## Assignment
Write out the data below exactly, beginning with the first line and ending once the line that has "pub fn ensure_unique_ids(catalog: &[MealRecord])" is written.

*** Supplied information

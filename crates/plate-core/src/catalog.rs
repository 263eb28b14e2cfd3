//! Read-only queries over a meal catalog.
//!
//! Both queries borrow from the catalog snapshot they are given and keep the
//! catalog's relative order.

use std::collections::HashSet;

use crate::{Error, Result, meal::MealRecord};

/// Fails with [`Error::DuplicateMealId`] on the first id seen twice.
pub fn ensure_unique_ids(catalog: &[MealRecord]) -> Result<()> {
  let mut seen = HashSet::with_capacity(catalog.len());
  for meal in catalog {
    if !seen.insert(meal.id) {
      return Err(Error::DuplicateMealId(meal.id));
    }
  }
  Ok(())
}

/// Meals whose name contains `query`, ignoring case.
///
/// An empty query is "no filter" and returns the whole catalog.
pub fn filter_by_text<'a>(
  catalog: &'a [MealRecord],
  query: &str,
) -> Vec<&'a MealRecord> {
  if query.is_empty() {
    return catalog.iter().collect();
  }
  let needle = query.to_lowercase();
  catalog
    .iter()
    .filter(|meal| meal.name.to_lowercase().contains(&needle))
    .collect()
}

/// Split the catalog into meals created by `creator` and everything else.
///
/// The comparison is exact and case-sensitive.
pub fn partition_by_creator<'a>(
  catalog: &'a [MealRecord],
  creator: &str,
) -> (Vec<&'a MealRecord>, Vec<&'a MealRecord>) {
  catalog.iter().partition(|meal| meal.creator == creator)
}

/// The first meal whose name equals `name`, ignoring case.
pub fn find_by_name<'a>(
  catalog: &'a [MealRecord],
  name: &str,
) -> Option<&'a MealRecord> {
  let name = name.to_lowercase();
  catalog.iter().find(|meal| meal.name.to_lowercase() == name)
}
//! Error types for `plate-core`.

use thiserror::Error;
use uuid::Uuid;

#[derive(Debug, Clone, Error, PartialEq)]
pub enum Error {
  /// A negative, non-finite or otherwise out-of-domain argument.
  #[error("invalid input: {0}")]
  InvalidInput(String),

  #[error("invalid reference serving weight: {0} g")]
  InvalidServingWeight(u32),

  #[error("invalid goal: {0}")]
  InvalidGoal(f64),

  #[error("cannot average an empty series")]
  EmptySeries,

  #[error("meal not found: {0}")]
  MealNotFound(Uuid),

  #[error("duplicate meal id in catalog: {0}")]
  DuplicateMealId(Uuid),
}

pub type Result<T, E = Error> = std::result::Result<T, E>;
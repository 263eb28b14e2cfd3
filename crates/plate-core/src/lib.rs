//! Nutrition computation core for the Plate meal tracker.
//!
//! Everything here is a pure function over in-memory values: serving-size
//! scaling, fat estimation, macro composition, goal progress, history
//! averages and catalog queries. The crate performs no I/O and never logs;
//! callers own presentation and fallback values.

pub mod catalog;
pub mod error;
pub mod goals;
pub mod history;
pub mod log;
pub mod macros;
pub mod meal;
pub mod provider;
pub mod serving;

pub use error::{Error, Result};
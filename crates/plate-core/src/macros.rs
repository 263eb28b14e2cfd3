//! Fat estimation and macro composition.
//!
//! Fat is back-calculated from total energy with the Atwater factors: 4 kcal
//! per gram of protein or carbohydrate, 9 kcal per gram of fat. The result is
//! an estimate for display, not a nutrition authority.

pub const KCAL_PER_G_PROTEIN: i64 = 4;
pub const KCAL_PER_G_CARBOHYDRATE: i64 = 4;
pub const KCAL_PER_G_FAT: i64 = 9;

/// Grams of fat implied by `energy_kcal` once protein and carbohydrate energy
/// are subtracted, rounded down.
///
/// Never negative: when protein and carbohydrate already account for more
/// energy than the stated total, the estimate is 0.
pub fn estimate_fat(energy_kcal: u32, protein_g: u32, carbohydrate_g: u32) -> u32 {
  let accounted = i64::from(protein_g) * KCAL_PER_G_PROTEIN
    + i64::from(carbohydrate_g) * KCAL_PER_G_CARBOHYDRATE;
  let remaining = i64::from(energy_kcal) - accounted;
  if remaining <= 0 {
    return 0;
  }
  // `remaining` fits in u32 because it is at most `energy_kcal`.
  (remaining / KCAL_PER_G_FAT) as u32
}

// ─── Composition ─────────────────────────────────────────────────────────────

/// One of the three macronutrients, in display order.
#[derive(Debug, Clone, Copy, PartialEq, Eq)]
pub enum Macro {
  Protein,
  Carbohydrate,
  Fat,
}

/// Share of each macro in the total macro mass. Fractions sum to 1.
#[derive(Debug, Clone, Copy, PartialEq)]
pub struct MacroProportions {
  pub protein:      f64,
  pub carbohydrate: f64,
  pub fat:          f64,
}

impl MacroProportions {
  /// Segments in the fixed order protein, carbohydrate, fat.
  pub fn segments(&self) -> [(Macro, f64); 3] {
    [
      (Macro::Protein, self.protein),
      (Macro::Carbohydrate, self.carbohydrate),
      (Macro::Fat, self.fat),
    ]
  }

  /// The macro with the largest share; earlier segments win ties.
  pub fn dominant(&self) -> Macro {
    let mut best = (Macro::Protein, self.protein);
    for (m, share) in self.segments() {
      if share > best.1 {
        best = (m, share);
      }
    }
    best.0
  }
}

/// Result of [`split_proportions`].
#[derive(Debug, Clone, Copy, PartialEq)]
pub enum MacroComposition {
  /// No macro mass at all; render a neutral placeholder.
  Empty,
  Split(MacroProportions),
}

impl MacroComposition {
  pub fn proportions(&self) -> Option<&MacroProportions> {
    match self {
      Self::Empty => None,
      Self::Split(p) => Some(p),
    }
  }
}

/// Normalise absolute macro grams into proportions for a stacked bar.
pub fn split_proportions(
  protein_g: u32,
  carbohydrate_g: u32,
  fat_g: u32,
) -> MacroComposition {
  let total =
    u64::from(protein_g) + u64::from(carbohydrate_g) + u64::from(fat_g);
  if total == 0 {
    return MacroComposition::Empty;
  }
  let total = total as f64;
  MacroComposition::Split(MacroProportions {
    protein:      f64::from(protein_g) / total,
    carbohydrate: f64::from(carbohydrate_g) / total,
    fat:          f64::from(fat_g) / total,
  })
}

#[cfg(test)]
mod tests {
  use super::*;

  #[test]
  fn fat_from_ramen() {
    // (550 - (80 + 260)) / 9 = 23.33
    assert_eq!(estimate_fat(550, 20, 65), 23);
  }

  #[test]
  fn fat_exact_division() {
    // 4*10 + 4*10 = 80; (170 - 80) / 9 = 10
    assert_eq!(estimate_fat(170, 10, 10), 10);
  }

  #[test]
  fn inconsistent_macros_clamp_to_zero() {
    // 40*4 + 40*4 = 320 > 100
    assert_eq!(estimate_fat(100, 40, 40), 0);
  }

  #[test]
  fn macros_exactly_matching_energy_give_zero_fat() {
    assert_eq!(estimate_fat(400, 50, 50), 0);
  }

  #[test]
  fn fat_is_never_negative_over_a_grid() {
    for energy in (0..=1000).step_by(50) {
      for protein in (0..=100).step_by(10) {
        for carbs in (0..=100).step_by(10) {
          let fat = estimate_fat(energy, protein, carbs);
          assert!(i64::from(fat) * 9 <= i64::from(energy));
        }
      }
    }
  }

  #[test]
  fn huge_inputs_do_not_overflow() {
    assert_eq!(estimate_fat(0, u32::MAX, u32::MAX), 0);
    assert_eq!(estimate_fat(u32::MAX, 0, 0), u32::MAX / 9);
  }

  #[test]
  fn proportions_sum_to_one() {
    for (p, c, f) in [(40, 130, 46), (1, 0, 0), (3, 3, 3), (7, 11, 13)] {
      let split = split_proportions(p, c, f);
      let props = split.proportions().expect("non-empty");
      let sum = props.protein + props.carbohydrate + props.fat;
      assert!((sum - 1.0).abs() < 1e-9, "sum was {sum}");
    }
  }

  #[test]
  fn all_zero_is_empty() {
    assert_eq!(split_proportions(0, 0, 0), MacroComposition::Empty);
    assert!(split_proportions(0, 0, 0).proportions().is_none());
  }

  #[test]
  fn segments_keep_display_order() {
    let split = split_proportions(1, 2, 1);
    let segments = split.proportions().unwrap().segments();
    assert_eq!(segments[0], (Macro::Protein, 0.25));
    assert_eq!(segments[1], (Macro::Carbohydrate, 0.5));
    assert_eq!(segments[2], (Macro::Fat, 0.25));
  }

  #[test]
  fn dominant_segment() {
    let split = split_proportions(40, 130, 46);
    assert_eq!(split.proportions().unwrap().dominant(), Macro::Carbohydrate);

    let tie = split_proportions(5, 5, 0);
    assert_eq!(tie.proportions().unwrap().dominant(), Macro::Protein);
  }
}
//! Daily macro totals and statistics over a history of days.

use serde::{Deserialize, Serialize};

use crate::{Error, Result, meal::ScaledMacros};

/// One day's accumulated intake, or one sample of a history series.
#[derive(Debug, Clone, PartialEq, Default, Serialize, Deserialize)]
pub struct DailyMacroTotals {
  /// Display label, e.g. "Mon". Blank for computed aggregates.
  #[serde(default)]
  pub day:            String,
  pub energy_kcal:    f64,
  pub protein_g:      f64,
  pub carbohydrate_g: f64,
  /// Estimated fat. Absent in series that only record the three measured
  /// values.
  #[serde(default)]
  pub fat_g:          f64,
}

impl DailyMacroTotals {
  pub fn new(
    day: impl Into<String>,
    energy_kcal: f64,
    protein_g: f64,
    carbohydrate_g: f64,
  ) -> Self {
    Self {
      day: day.into(),
      energy_kcal,
      protein_g,
      carbohydrate_g,
      fat_g: 0.0,
    }
  }

  pub fn with_fat(mut self, fat_g: f64) -> Self {
    self.fat_g = fat_g;
    self
  }

  /// Add one scaled portion to the day.
  pub fn add(&mut self, portion: &ScaledMacros) {
    self.energy_kcal += f64::from(portion.energy_kcal);
    self.protein_g += f64::from(portion.protein_g);
    self.carbohydrate_g += f64::from(portion.carbohydrate_g);
    self.fat_g += f64::from(portion.fat_g);
  }

  fn validate(&self) -> Result<()> {
    let fields = [
      ("energy", self.energy_kcal),
      ("protein", self.protein_g),
      ("carbohydrate", self.carbohydrate_g),
      ("fat", self.fat_g),
    ];
    for (name, value) in fields {
      if !value.is_finite() || value < 0.0 {
        return Err(Error::InvalidInput(format!(
          "{name} total for {:?} must be a non-negative number, got {value}",
          self.day
        )));
      }
    }
    Ok(())
  }
}

/// Arithmetic mean of each field across `series`. The result has a blank day
/// label.
///
/// Fails with [`Error::EmptySeries`] on an empty input so that no caller can
/// mistake "no data" for a zero average.
pub fn average(series: &[DailyMacroTotals]) -> Result<DailyMacroTotals> {
  if series.is_empty() {
    return Err(Error::EmptySeries);
  }

  let mut sum = DailyMacroTotals::default();
  for day in series {
    day.validate()?;
    sum.energy_kcal += day.energy_kcal;
    sum.protein_g += day.protein_g;
    sum.carbohydrate_g += day.carbohydrate_g;
    sum.fat_g += day.fat_g;
  }

  let n = series.len() as f64;
  Ok(DailyMacroTotals {
    day:            String::new(),
    energy_kcal:    sum.energy_kcal / n,
    protein_g:      sum.protein_g / n,
    carbohydrate_g: sum.carbohydrate_g / n,
    fat_g:          sum.fat_g / n,
  })
}
//! Serialized task queue — at most one task in flight, strict FIFO.
//!
//! [`TaskQueue`] accepts asynchronous tasks and runs them one at a time
//! in submission order. Each submitter gets its own result future; a
//! failing task rejects only that future and the queue moves on.
//!
//! The driver is spawned on demand: an idle queue owns no background
//! task at all. The first submission arms a driver, the driver drains
//! the queue, and when it observes the queue empty it parks itself. A
//! later submission arms a fresh driver.

use std::any::Any;
use std::collections::VecDeque;
use std::future::Future;
use std::panic::AssertUnwindSafe;
use std::sync::{Arc, Mutex};

use futures_util::FutureExt;
use futures_util::future::BoxFuture;
use tokio::sync::oneshot;

use crate::error::TaskError;

/// Type-erased unit of work. Runs the submitted future and delivers the
/// outcome to the submitter's result slot itself, so the driver never
/// sees task-specific types.
type Task = Box<dyn FnOnce() -> BoxFuture<'static, ()> + Send>;

struct QueueState {
    pending: VecDeque<Task>,
    /// True while a driver task is alive for this queue.
    driver_armed: bool,
    /// True exactly while a task is executing.
    busy: bool,
}

struct Inner {
    label: String,
    state: Mutex<QueueState>,
}

/// A queue that executes submitted async tasks one at a time, in
/// submission order.
///
/// Cloning is cheap and clones share the queue.
#[derive(Clone)]
pub struct TaskQueue {
    inner: Arc<Inner>,
}

impl TaskQueue {
    #[must_use]
    pub fn new() -> Self {
        Self::named("queue")
    }

    /// Create a queue whose label appears in trace output.
    #[must_use]
    pub fn named(label: impl Into<String>) -> Self {
        Self {
            inner: Arc::new(Inner {
                label: label.into(),
                state: Mutex::new(QueueState {
                    pending: VecDeque::new(),
                    driver_armed: false,
                    busy: false,
                }),
            }),
        }
    }

    /// Submit a task for serialized execution.
    ///
    /// The task is enqueued before this function returns, so
    /// caller-observable call order is execution order. The returned
    /// future only waits for the outcome; dropping it does not cancel
    /// the task — once submitted, a task runs to completion.
    ///
    /// Tasks run strictly one at a time. A task that suspends keeps its
    /// turn: nothing behind it starts until it finishes. A task that
    /// fails or panics rejects only its own result future.
    ///
    /// A task must not submit to its own queue and await the result
    /// from inside itself — the inner task cannot start until the outer
    /// one finishes, so that await never completes. Enqueueing without
    /// awaiting is fine.
    ///
    /// Must be called from within a tokio runtime.
    pub fn submit<T, F, Fut>(
        &self,
        task: F,
    ) -> impl Future<Output = Result<T, TaskError>> + use<T, F, Fut>
    where
        T: Send + 'static,
        F: FnOnce() -> Fut + Send + 'static,
        Fut: Future<Output = anyhow::Result<T>> + Send + 'static,
    {
        let (tx, rx) = oneshot::channel();
        let label = self.inner.label.clone();
        let erased: Task = Box::new(move || {
            Box::pin(async move {
                let caught = AssertUnwindSafe(async move { task().await })
                    .catch_unwind()
                    .await;
                let outcome = match caught {
                    Ok(Ok(value)) => Ok(value),
                    Ok(Err(error)) => {
                        tracing::debug!(queue = %label, error = %error, "task failed");
                        Err(TaskError::Failed(error))
                    }
                    Err(payload) => {
                        let message = panic_message(payload.as_ref());
                        tracing::debug!(queue = %label, panic = %message, "task panicked");
                        Err(TaskError::Panicked(message))
                    }
                };
                // The submitter may have dropped its result future; the
                // task still ran, so a dead slot is not an error.
                let _ = tx.send(outcome);
            })
        });
        self.enqueue(erased);
        async move {
            match rx.await {
                Ok(outcome) => outcome,
                Err(_) => Err(TaskError::Shutdown),
            }
        }
    }

    /// Number of tasks waiting to run, not counting one in flight.
    #[must_use]
    pub fn backlog(&self) -> usize {
        self.inner.state.lock().expect("queue state poisoned").pending.len()
    }

    /// True when nothing is queued, nothing is running, and no driver
    /// task is alive.
    #[must_use]
    pub fn is_idle(&self) -> bool {
        let state = self.inner.state.lock().expect("queue state poisoned");
        state.pending.is_empty() && !state.busy && !state.driver_armed
    }

    fn enqueue(&self, task: Task) {
        let arm = {
            let mut state = self.inner.state.lock().expect("queue state poisoned");
            state.pending.push_back(task);
            if state.driver_armed {
                false
            } else {
                state.driver_armed = true;
                true
            }
        };
        if arm {
            tracing::trace!(queue = %self.inner.label, "arming driver");
            tokio::spawn(drive(Arc::clone(&self.inner)));
        }
    }
}

impl Default for TaskQueue {
    fn default() -> Self {
        Self::new()
    }
}

/// Drain the queue one task at a time, then park.
///
/// Disarming happens under the same lock in which emptiness is
/// observed, so a concurrent submit either sees an armed driver or arms
/// a new one — never neither.
async fn drive(inner: Arc<Inner>) {
    loop {
        let task = {
            let mut state = inner.state.lock().expect("queue state poisoned");
            match state.pending.pop_front() {
                Some(task) => {
                    state.busy = true;
                    task
                }
                None => {
                    state.driver_armed = false;
                    tracing::trace!(queue = %inner.label, "driver parked");
                    return;
                }
            }
        };
        task().await;
        inner.state.lock().expect("queue state poisoned").busy = false;
    }
}

fn panic_message(payload: &(dyn Any + Send)) -> String {
    if let Some(message) = payload.downcast_ref::<&str>() {
        (*message).to_string()
    } else if let Some(message) = payload.downcast_ref::<String>() {
        message.clone()
    } else {
        "non-string panic payload".to_string()
    }
}
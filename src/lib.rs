//! Serialized execution primitives for async code.
//!
//! Two pieces, in dependency order:
//!
//! - [`TaskQueue`] runs submitted async tasks one at a time, strictly in
//!   submission order, delivering each task's outcome to its own
//!   submitter. An idle queue owns no background task; the driver is
//!   armed on demand and parks itself when the queue drains.
//! - [`AtomicRef`] wraps a single value and funnels every read and
//!   write through a private `TaskQueue`, giving read-modify-write
//!   atomicity without caller-side locking. With a [`Value`] payload it
//!   also offers the permissive increment/decrement family.

pub mod queue;
pub mod value;

mod atomic;
mod error;

pub use atomic::AtomicRef;
pub use error::TaskError;
pub use queue::TaskQueue;
pub use value::Value;
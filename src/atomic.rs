//! Atomic value container — read-modify-write without caller-side locking.
//!
//! Every operation on an [`AtomicRef`] is a task submitted to a private
//! [`TaskQueue`], so operations on one reference never interleave: a
//! read-modify-write runs to completion before the next operation
//! starts. The slot itself sits behind a mutex only to satisfy shared
//! ownership across the spawn boundary; the queue is the serialization
//! mechanism, and nothing outside a queued task touches the slot.

use std::sync::{Arc, Mutex};

use crate::error::TaskError;
use crate::queue::TaskQueue;
use crate::value::Value;

/// A single mutable value whose operations are serialized through a
/// private queue.
///
/// Callers need no external synchronization: concurrent `get`/`set`/
/// `update` calls from any number of tasks are executed one at a time,
/// in submission order. Clones share the same value and queue.
pub struct AtomicRef<T> {
    slot: Arc<Mutex<T>>,
    queue: TaskQueue,
}

impl<T> Clone for AtomicRef<T> {
    fn clone(&self) -> Self {
        Self {
            slot: Arc::clone(&self.slot),
            queue: self.queue.clone(),
        }
    }
}

impl<T: Default + Send + 'static> Default for AtomicRef<T> {
    fn default() -> Self {
        Self::new(T::default())
    }
}

impl<T: Send + 'static> AtomicRef<T> {
    #[must_use]
    pub fn new(initial: T) -> Self {
        Self {
            slot: Arc::new(Mutex::new(initial)),
            queue: TaskQueue::named("atomic-ref"),
        }
    }

    /// Read the current value.
    pub async fn get(&self) -> Result<T, TaskError>
    where
        T: Clone,
    {
        let slot = Arc::clone(&self.slot);
        self.queue
            .submit(move || async move { Ok(slot.lock().expect("slot poisoned").clone()) })
            .await
    }

    /// Replace the value. Completes once the replacement is committed.
    pub async fn set(&self, value: T) -> Result<(), TaskError> {
        let slot = Arc::clone(&self.slot);
        self.queue
            .submit(move || async move {
                *slot.lock().expect("slot poisoned") = value;
                Ok(())
            })
            .await
    }

    /// Apply `f` to the value with exclusive access and return its
    /// result. No other operation on this reference runs while `f`
    /// does.
    pub async fn update<R, F>(&self, f: F) -> Result<R, TaskError>
    where
        F: FnOnce(&mut T) -> R + Send + 'static,
        R: Send + 'static,
    {
        let slot = Arc::clone(&self.slot);
        self.queue
            .submit(move || async move { Ok(f(&mut slot.lock().expect("slot poisoned"))) })
            .await
    }
}

/// Which side of a read-modify-write to report.
#[derive(Clone, Copy)]
enum Keep {
    Old,
    New,
}

impl AtomicRef<Value> {
    /// Add one and return the sum.
    ///
    /// Non-numeric values coerce the way a dynamically typed host would
    /// (see [`Value::as_number`]): incrementing text that is not a
    /// number yields NaN rather than an error.
    pub async fn increment_and_get(&self) -> Result<f64, TaskError> {
        self.shift(1.0, Keep::New).await
    }

    /// Return the current numeric value, then add one.
    pub async fn get_and_increment(&self) -> Result<f64, TaskError> {
        self.shift(1.0, Keep::Old).await
    }

    /// Subtract one and return the difference.
    pub async fn decrement_and_get(&self) -> Result<f64, TaskError> {
        self.shift(-1.0, Keep::New).await
    }

    /// Return the current numeric value, then subtract one.
    pub async fn get_and_decrement(&self) -> Result<f64, TaskError> {
        self.shift(-1.0, Keep::Old).await
    }

    async fn shift(&self, delta: f64, keep: Keep) -> Result<f64, TaskError> {
        self.update(move |value| {
            let old = value.as_number();
            let new = old + delta;
            *value = Value::Number(new);
            match keep {
                Keep::Old => old,
                Keep::New => new,
            }
        })
        .await
    }
}
impl TestEngine {
    pub fn tree() -> Self {
        Self::default()
    }

    pub fn life() -> Self {
        Self {
            flavor: Flavor::Life,
            ..Self::default()
        }
    }

    pub fn build(&self) -> Vec<u8> {
        let mut module = Module::new();

        let mut types = TypeSection::new();
        let ty_i32_i32 = types.len();
        types.ty().function([ValType::I32, ValType::I32], []);
        let ty_i64 = types.len();
        types.ty().function([ValType::I64], []);
        let ty_void = types.len();
        types.ty().function([], []);
        let ty_ret_i32 = types.len();
        types.ty().function([], [ValType::I32]);
        let ty_i32 = types.len();
        types.ty().function([ValType::I32], []);
        let ty_i32_ret_i32 = types.len();
        types.ty().function([ValType::I32], [ValType::I32]);
        module.section(&types);

        let mut imports = ImportSection::new();
        imports.import(
            IMPORT_MODULE,
            IMPORT_DEBUG_PRINT,
            EntityType::Function(ty_i32_i32),
        );
        if let MemorySource::Imported {
            module: mem_module,
            name,
            min_pages,
        } = &self.memory
        {
            imports.import(mem_module, name, memory_type(*min_pages));
        }
        module.section(&imports);

        let (init, tick, click) = match self.flavor {
            Flavor::Tree => ("init", "grow_tree", "mouse_click"),
            Flavor::Life => ("setup", "draw", "click"),
        };
        let defs: Vec<(&str, u32, Function, bool)> = vec![
            ("set_window_dimensions", ty_i32_i32, set_window_dimensions(), true),
            ("set_rand_seed", ty_i64, set_rand_seed(), self.seedable),
            (init, ty_void, self.init(), true),
            (tick, ty_void, self.tick(), true),
            ("get_output_buffer_pointer", ty_ret_i32, self.output_buffer_pointer(), true),
            (click, ty_i32_i32, mouse_click(), self.interactive),
            ("move_mouse", ty_i32_i32, move_mouse(), self.interactive),
            ("set_dragging", ty_i32, set_dragging(), self.interactive),
            ("alloc", ty_i32_ret_i32, self.alloc(), true),
            ("select_pattern", ty_i32, select_pattern(), true),
            ("pause", ty_ret_i32, pause(), true),
            ("clear", ty_void, clear(), true),
        ];

        let mut funcs = FunctionSection::new();
        for (_, ty, _, _) in &defs {
            funcs.function(*ty);
        }
        module.section(&funcs);

        if let MemorySource::Exported { pages } = self.memory {
            let mut mems = MemorySection::new();
            mems.memory(memory_type(pages));
            module.section(&mems);
        }

        let mut exports = ExportSection::new();
        // Function index 0 is the imported `debug_print`.
        for (i, (name, _, _, exported)) in defs.iter().enumerate() {
            if *exported {
                exports.export(name, ExportKind::Func, i as u32 + 1);
            }
        }
        if matches!(self.memory, MemorySource::Exported { .. }) {
            exports.export("memory", ExportKind::Memory, 0);
        }
        module.section(&exports);

        let mut code = CodeSection::new();
        for (_, _, func, _) in &defs {
            code.function(func);
        }
        module.section(&code);

        let mut data = DataSection::new();
        data.active(
            0,
            &ConstExpr::i32_const(HEAP_NEXT as i32),
            HEAP_BASE.to_le_bytes(),
        );
        if let Some(message) = &self.debug_message {
            data.active(
                0,
                &ConstExpr::i32_const(MESSAGE_OFFSET as i32),
                message.as_bytes().iter().copied(),
            );
        }
        module.section(&data);

        module.finish()
    }

    fn init(&self) -> Function {
        let mut f = Function::new([]);
        set_field(&mut f, TICKS, |f| {
            f.instruction(&Instruction::I32Const(0));
        });
        set_field(&mut f, HEAP_NEXT, |f| {
            f.instruction(&Instruction::I32Const(HEAP_BASE as i32));
        });
        increment(&mut f, INITS);
        if let Some(message) = &self.debug_message {
            f.instruction(&Instruction::I32Const(MESSAGE_OFFSET as i32));
            f.instruction(&Instruction::I32Const(message.len() as i32));
            f.instruction(&Instruction::Call(DEBUG_PRINT));
        }
        f.instruction(&Instruction::End);
        f
    }

    fn tick(&self) -> Function {
        // local 0: frame length in bytes
        let mut f = Function::new([(1, ValType::I32)]);
        get_field(&mut f, PAUSED);
        f.instruction(&Instruction::I32Eqz);
        f.instruction(&Instruction::If(BlockType::Empty));
        increment(&mut f, TICKS);
        f.instruction(&Instruction::End);

        frame_len(&mut f);
        f.instruction(&Instruction::LocalSet(0));

        // Only paint when the frame fits in memory.
        f.instruction(&Instruction::LocalGet(0));
        f.instruction(&Instruction::I32Const(self.output_pointer as i32));
        f.instruction(&Instruction::I32Add);
        memory_bytes(&mut f);
        f.instruction(&Instruction::I32LeU);
        f.instruction(&Instruction::If(BlockType::Empty));
        f.instruction(&Instruction::I32Const(self.output_pointer as i32));
        get_field(&mut f, TICKS);
        f.instruction(&Instruction::LocalGet(0));
        f.instruction(&Instruction::MemoryFill(0));
        f.instruction(&Instruction::End);

        f.instruction(&Instruction::End);
        f
    }

    fn output_buffer_pointer(&self) -> Function {
        let mut f = Function::new([]);
        f.instruction(&Instruction::I32Const(self.output_pointer as i32));
        f.instruction(&Instruction::End);
        f
    }

    fn alloc(&self) -> Function {
        // param 0: size, local 1: candidate pointer
        let mut f = Function::new([(1, ValType::I32)]);
        get_field(&mut f, HEAP_NEXT);
        f.instruction(&Instruction::LocalSet(1));

        f.instruction(&Instruction::LocalGet(0));
        f.instruction(&Instruction::I32Const(self.heap_limit as i32));
        f.instruction(&Instruction::I32GtU);
        f.instruction(&Instruction::LocalGet(1));
        f.instruction(&Instruction::LocalGet(0));
        f.instruction(&Instruction::I32Add);
        f.instruction(&Instruction::I32Const(self.heap_limit as i32));
        f.instruction(&Instruction::I32GtU);
        f.instruction(&Instruction::I32Or);
        f.instruction(&Instruction::If(BlockType::Empty));
        f.instruction(&Instruction::I32Const(0));
        f.instruction(&Instruction::Return);
        f.instruction(&Instruction::End);

        set_field(&mut f, HEAP_NEXT, |f| {
            f.instruction(&Instruction::LocalGet(1));
            f.instruction(&Instruction::LocalGet(0));
            f.instruction(&Instruction::I32Add);
        });
        f.instruction(&Instruction::LocalGet(1));
        f.instruction(&Instruction::End);
        f
    }
}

******

## Solution to this problem
filename crates/plate-core/src/catalog.rs
repository 263eb28b14e2cfd3
//! Read-only queries over a meal catalog.
//!
//! Both queries borrow from the catalog snapshot they are given and keep the
//! catalog's relative order.

use std::collections::HashSet;

use crate::{Error, Result, meal::MealRecord};

/// Fails with [`Error::DuplicateMealId`] on the first id seen twice.
pub fn ensure_unique_ids(catalog: &[MealRecord]) -> Result<()> {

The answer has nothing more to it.